▶ _TASK TO COMPLETE_
Work through the data below line by line and say how many lines hold "super"; give only the number.
= Beginning of Section =
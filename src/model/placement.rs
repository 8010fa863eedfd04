use std::collections::BTreeMap;

use serde::{Deserialize, Serialize};
use tracing::debug;

use super::card::{Card, CardId};
use super::lane::LaneId;
use super::sprint::{SprintId, Timeline};
use crate::error::ModelError;

/// The cards sharing a lane and a start sprint.
#[derive(Debug, Clone, PartialEq)]
pub struct Cell<'a> {
    pub lane_id: LaneId,
    pub sprint_idx: usize,
    /// One-sprint cards, stacked vertically.
    pub single: Vec<&'a Card>,
    /// Cards spanning several sprints, stacked at a fixed offset each.
    pub multi: Vec<&'a Card>,
}

impl<'a> Cell<'a> {
    fn new(lane_id: LaneId, sprint_idx: usize) -> Self {
        Self {
            lane_id,
            sprint_idx,
            single: Vec::new(),
            multi: Vec::new(),
        }
    }

    pub fn len(&self) -> usize {
        self.single.len() + self.multi.len()
    }

    pub fn is_empty(&self) -> bool {
        self.single.is_empty() && self.multi.is_empty()
    }

    /// Every member in intra-cell order, regardless of span.
    pub fn ordered_ids(&self) -> Vec<CardId> {
        let mut all: Vec<&Card> = self.single.iter().chain(self.multi.iter()).copied().collect();
        all.sort_by(|a, b| cell_order(a, b));
        all.into_iter().map(|c| c.id).collect()
    }

    /// Stack position of a multi-span card within this cell.
    pub fn multi_position(&self, id: CardId) -> Option<usize> {
        self.multi.iter().position(|c| c.id == id)
    }

    pub fn single_position(&self, id: CardId) -> Option<usize> {
        self.single.iter().position(|c| c.id == id)
    }
}

fn cell_order(a: &Card, b: &Card) -> std::cmp::Ordering {
    a.order.cmp(&b.order).then_with(|| a.id.cmp(&b.id))
}

/// Where every card sits. Cell groupings are derived on demand and never
/// stored.
#[derive(Debug, Clone, Default, PartialEq, Serialize, Deserialize)]
#[serde(transparent)]
pub struct Placement {
    cards: Vec<Card>,
}

impl Placement {
    pub fn from_cards(cards: Vec<Card>) -> Self {
        Self { cards }
    }

    pub fn cards(&self) -> &[Card] {
        &self.cards
    }

    pub fn get(&self, id: CardId) -> Option<&Card> {
        self.cards.iter().find(|c| c.id == id)
    }

    pub(crate) fn get_mut(&mut self, id: CardId) -> Option<&mut Card> {
        self.cards.iter_mut().find(|c| c.id == id)
    }

    pub fn insert(&mut self, card: Card) {
        match self.get_mut(card.id) {
            Some(slot) => *slot = card,
            None => self.cards.push(card),
        }
    }

    /// Put every card's sprints in start-end order. Returns how many
    /// were reversed.
    pub fn normalize_spans(&mut self, timeline: &Timeline) -> usize {
        let mut fixed = 0;
        for card in &mut self.cards {
            let before = card.start_sprint;
            normalize(card, timeline);
            if card.start_sprint != before {
                fixed += 1;
            }
        }
        fixed
    }

    pub fn remove(&mut self, id: CardId) -> Option<Card> {
        let idx = self.cards.iter().position(|c| c.id == id)?;
        Some(self.cards.remove(idx))
    }

    /// Next free order value at the bottom of a cell.
    pub fn next_order(&self, lane_id: LaneId, start_sprint: SprintId) -> i64 {
        self.cards
            .iter()
            .filter(|c| c.lane_id == Some(lane_id) && c.start_sprint == start_sprint)
            .map(|c| c.order + 1)
            .max()
            .unwrap_or(0)
    }

    /// Set a card's lane and sprint range. Sprint existence is the caller's
    /// business, but a reversed range is swapped into order.
    pub fn place(
        &mut self,
        id: CardId,
        lane_id: Option<LaneId>,
        start_sprint: SprintId,
        end_sprint: SprintId,
        timeline: &Timeline,
    ) -> Result<(), ModelError> {
        let card = self.get_mut(id).ok_or(ModelError::UnknownCard(id))?;
        card.lane_id = lane_id;
        card.start_sprint = start_sprint;
        card.end_sprint = end_sprint;
        normalize(card, timeline);
        debug!(%id, ?lane_id, %start_sprint, %end_sprint, "card placed");
        Ok(())
    }

    pub fn set_order(&mut self, id: CardId, order: i64) -> Result<(), ModelError> {
        let card = self.get_mut(id).ok_or(ModelError::UnknownCard(id))?;
        card.order = order;
        Ok(())
    }

    /// Move a card to `new_index` within its cell and renumber the cell.
    /// Returns the `(card, order)` pairs that changed; cards outside the
    /// cell are never touched.
    pub fn reorder_in_cell(
        &mut self,
        id: CardId,
        new_index: usize,
        timeline: &Timeline,
    ) -> Result<Vec<(CardId, i64)>, ModelError> {
        let card = self.get(id).ok_or(ModelError::UnknownCard(id))?;
        let (Some(lane_id), Some(sprint_idx)) = (card.lane_id, timeline.index_of(card.start_sprint))
        else {
            return Ok(Vec::new());
        };
        let mut members = self.cell(lane_id, sprint_idx, timeline).ordered_ids();
        let from = members.iter().position(|m| *m == id).unwrap_or_default();
        let moved = members.remove(from);
        members.insert(new_index.min(members.len()), moved);

        let mut changed = Vec::new();
        for (order, member) in members.into_iter().enumerate() {
            let order = order as i64;
            if let Some(card) = self.get_mut(member) {
                if card.order != order {
                    card.order = order;
                    changed.push((member, order));
                }
            }
        }
        Ok(changed)
    }

    pub fn cell(&self, lane_id: LaneId, sprint_idx: usize, timeline: &Timeline) -> Cell<'_> {
        let mut cell = Cell::new(lane_id, sprint_idx);
        for card in &self.cards {
            if card.lane_id != Some(lane_id) {
                continue;
            }
            if let Some((start, end)) = card.indices(timeline) {
                if start == sprint_idx {
                    push_member(&mut cell, card, start, end);
                }
            }
        }
        sort_cell(&mut cell);
        cell
    }

    /// Every non-empty cell of a lane, ordered by sprint.
    pub fn cells_for(&self, lane_id: LaneId, timeline: &Timeline) -> Vec<Cell<'_>> {
        let mut cells: BTreeMap<usize, Cell<'_>> = BTreeMap::new();
        for card in self.cards.iter().filter(|c| c.lane_id == Some(lane_id)) {
            let Some((start, end)) = card.indices(timeline) else {
                continue;
            };
            let cell = cells
                .entry(start)
                .or_insert_with(|| Cell::new(lane_id, start));
            push_member(cell, card, start, end);
        }
        cells
            .into_values()
            .map(|mut cell| {
                sort_cell(&mut cell);
                cell
            })
            .collect()
    }

    /// Cards that sit outside the grid.
    pub fn unassigned(&self) -> Vec<&Card> {
        let mut pool: Vec<&Card> = self.cards.iter().filter(|c| c.lane_id.is_none()).collect();
        pool.sort_by(|a, b| cell_order(a, b));
        pool
    }

    pub fn in_lane(&self, lane_id: LaneId) -> impl Iterator<Item = &Card> {
        self.cards.iter().filter(move |c| c.lane_id == Some(lane_id))
    }

    /// Move every card of `lane_id` to the unassigned pool.
    pub fn unassign_lane(&mut self, lane_id: LaneId) -> Vec<CardId> {
        let mut affected = Vec::new();
        for card in self.cards.iter_mut().filter(|c| c.lane_id == Some(lane_id)) {
            card.lane_id = None;
            affected.push(card.id);
        }
        affected
    }

    /// Point every reference to `removed` at `target`. With no target left
    /// the cards drop into the unassigned pool. `timeline` is the timeline
    /// after removal.
    pub fn reassign_sprint(
        &mut self,
        removed: SprintId,
        target: Option<SprintId>,
        timeline: &Timeline,
    ) -> Vec<CardId> {
        let mut affected = Vec::new();
        for card in self
            .cards
            .iter_mut()
            .filter(|c| c.start_sprint == removed || c.end_sprint == removed)
        {
            match target {
                Some(target) => {
                    if card.start_sprint == removed {
                        card.start_sprint = target;
                    }
                    if card.end_sprint == removed {
                        card.end_sprint = target;
                    }
                    normalize(card, timeline);
                }
                None => card.lane_id = None,
            }
            affected.push(card.id);
        }
        affected
    }

    pub(crate) fn replace_sprint_id(&mut self, from: SprintId, to: SprintId) {
        for card in &mut self.cards {
            if card.start_sprint == from {
                card.start_sprint = to;
            }
            if card.end_sprint == from {
                card.end_sprint = to;
            }
        }
    }

    pub(crate) fn replace_lane_id(&mut self, from: LaneId, to: LaneId) {
        for card in self.cards.iter_mut().filter(|c| c.lane_id == Some(from)) {
            card.lane_id = Some(to);
        }
    }
}

fn push_member<'a>(cell: &mut Cell<'a>, card: &'a Card, start: usize, end: usize) {
    if end > start {
        cell.multi.push(card);
    } else {
        cell.single.push(card);
    }
}

fn sort_cell(cell: &mut Cell<'_>) {
    cell.single.sort_by(|a, b| cell_order(a, b));
    cell.multi.sort_by(|a, b| cell_order(a, b));
}

/// Swap a card's sprints if they are given end first.
pub(crate) fn normalize(card: &mut Card, timeline: &Timeline) {
    if let Some((start, end)) = card.indices(timeline) {
        if start > end {
            std::mem::swap(&mut card.start_sprint, &mut card.end_sprint);
        }
    }
}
= End of Section =
▶ _EXERCISE ANSWER_
3